Chwyciła pasek torby i wstała.

— Czekałaby następna, oczywiście, choć zebranie takiej kwoty w gotówce wymaga z naszej strony pewnego wysiłku. I nie, señor nie „zauważyłby” straty w takim sensie, o jaki pani chodziło. Za to ja zostałbym ukarany za niepotrzebną stratę nawet mniejszej sumy. Ludzie bardzo bogaci mają pewną wspólną cechę: dbają o swoje pieniądze. Przekona się pani.

— Mimo to pójdę bez towarzystwa. Nie samotnie, ale zostawcie mnie z moimi myślami.

— Pani intuicją.

— Właśnie.


Jeśli szli za nią — a była pewna, że tak — pozostawali niewidoczni, jak zawsze. Zresztą wydawało się niemożliwe, by nie obserwowali Alaina. Niewątpliwie sprawdzili już adres, który podał jej dziś rano. Nieważne, czy on sam tam przebywał, czy też nie.

Dzisiaj poczuła w sobie nową siłę. Stawiła czoła Paco. Miało to pewien związek z nagłym podejrzeniem, jakie opanowało ją poprzedniej nocy: że Paco jest tam po części dla niej, razem ze swoim poczuciem humoru, swoją męskością i rozczulającą nieznajomością sztuki. Pamiętała, jak Virek mówił, że wiedzą o jej życiu więcej niż ona sama. Cóż prostszego zatem, niż wypełnić ostatnie puste pola w tabeli będącej Marly Krushkovą. Paco Estevez. Idealny nieznajomy. Zbyt idealny. Uśmiechnęła się do siebie w ścianie niebieskich luster, gdy ruchome schody niosły ją do stacji metra. Była zadowolona z fryzury i stylowo ascetycznych tytanowych oprawek ciemnych okularów porsche, które kupiła dziś rano. Niezłe wargi, pomyślała, naprawdę niezłe. A szczupły chłopak w białej koszuli i ciemnej skórzanej kurtce uśmiechnął się do niej ze szczytu schodów; pod pachą niósł wielkie czarne portfolio.

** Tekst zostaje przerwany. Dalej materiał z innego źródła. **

//! Verbosity-gated logging.
//!
//! Solvers receive a [`Reporter`] at construction instead of consulting a
//! process-wide setting. The reporter forwards to the [`log`] facade, so the
//! binary decides where messages end up (via `env_logger`), while the solver
//! decides which of them are emitted at all.

use serde::{Deserialize, Serialize};
use std::cell::Cell;

/// How much a solver reports about its progress.
#[derive(
    Clone, Copy, Debug, Default, PartialEq, Eq, PartialOrd, Ord, Hash, Serialize, Deserialize,
)]
#[serde(rename_all = "kebab-case")]
pub enum Verbosity {
    Silent,
    #[default]
    Summarize,
    Verbose,
    DebugVerbose,
}

/// Logging handle carrying the active verbosity level.
#[derive(Debug, Default)]
pub struct Reporter {
    level: Cell<Verbosity>,
}

impl Reporter {
    pub fn new(level: Verbosity) -> Self {
        Self {
            level: Cell::new(level),
        }
    }

    #[inline]
    pub fn level(&self) -> Verbosity {
        self.level.get()
    }

    /// True if messages at `level` are emitted.
    #[inline]
    pub fn enabled(&self, level: Verbosity) -> bool {
        level != Verbosity::Silent && self.level.get() >= level
    }

    /// Switch to `level` until the returned guard is dropped.
    pub fn push(&self, level: Verbosity) -> VerbosityGuard<'_> {
        let previous = self.level.replace(level);
        VerbosityGuard {
            reporter: self,
            previous,
        }
    }

    pub fn summarize(&self, args: std::fmt::Arguments<'_>) {
        if self.enabled(Verbosity::Summarize) {
            log::info!("{args}");
        }
    }

    pub fn verbose(&self, args: std::fmt::Arguments<'_>) {
        if self.enabled(Verbosity::Verbose) {
            log::debug!("{args}");
        }
    }

    pub fn debug(&self, args: std::fmt::Arguments<'_>) {
        if self.enabled(Verbosity::DebugVerbose) {
            log::trace!("{args}");
        }
    }

    /// Warnings are emitted at every level except `Silent`.
    pub fn warn(&self, args: std::fmt::Arguments<'_>) {
        if self.level.get() > Verbosity::Silent {
            log::warn!("{args}");
        }
    }
}

/// Restores the reporter's previous level on drop.
#[must_use = "the previous verbosity is restored as soon as the guard is dropped"]
pub struct VerbosityGuard<'a> {
    reporter: &'a Reporter,
    previous: Verbosity,
}

impl Drop for VerbosityGuard<'_> {
    fn drop(&mut self) {
        self.reporter.level.set(self.previous);
    }
}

Jestem w Paryżu, pomyślała. Po raz pierwszy od bardzo dawna ten fakt był wystarczającym powodem do radości. Dzisiaj wręczę swojemu obrzydliwemu byłemu kochankowi cztery miliony nowych jenów, a on da mi coś w zamian. Nazwisko lub adres, może numer telefonu.

Kupiła bilet pierwszej klasy; wagon nie będzie taki zatłoczony, a ona dla zabicia czasu pozgaduje, kto ze współpasażerów należy do Vireka.

Podany przez Alaina adres w ponurej północnej dzielnicy wskazywał jedną z dwudziestu betonowych wież wyrastających na równinie z tego samego materiału: spekulacyjna nieruchomość z połowy zeszłego wieku. Deszcz padał już bez przerwy, ale czuła się z nim zharmonizowana: dodawał nastroju tajemniczości i perlił się na torbie wypchanej fortuną Alaina. To niesamowite: iść tak przez ten ohydny pejzaż z milionami pod pachą, by plikami nowych jenów wynagrodzić doskonale niewiernego byłego kochanka.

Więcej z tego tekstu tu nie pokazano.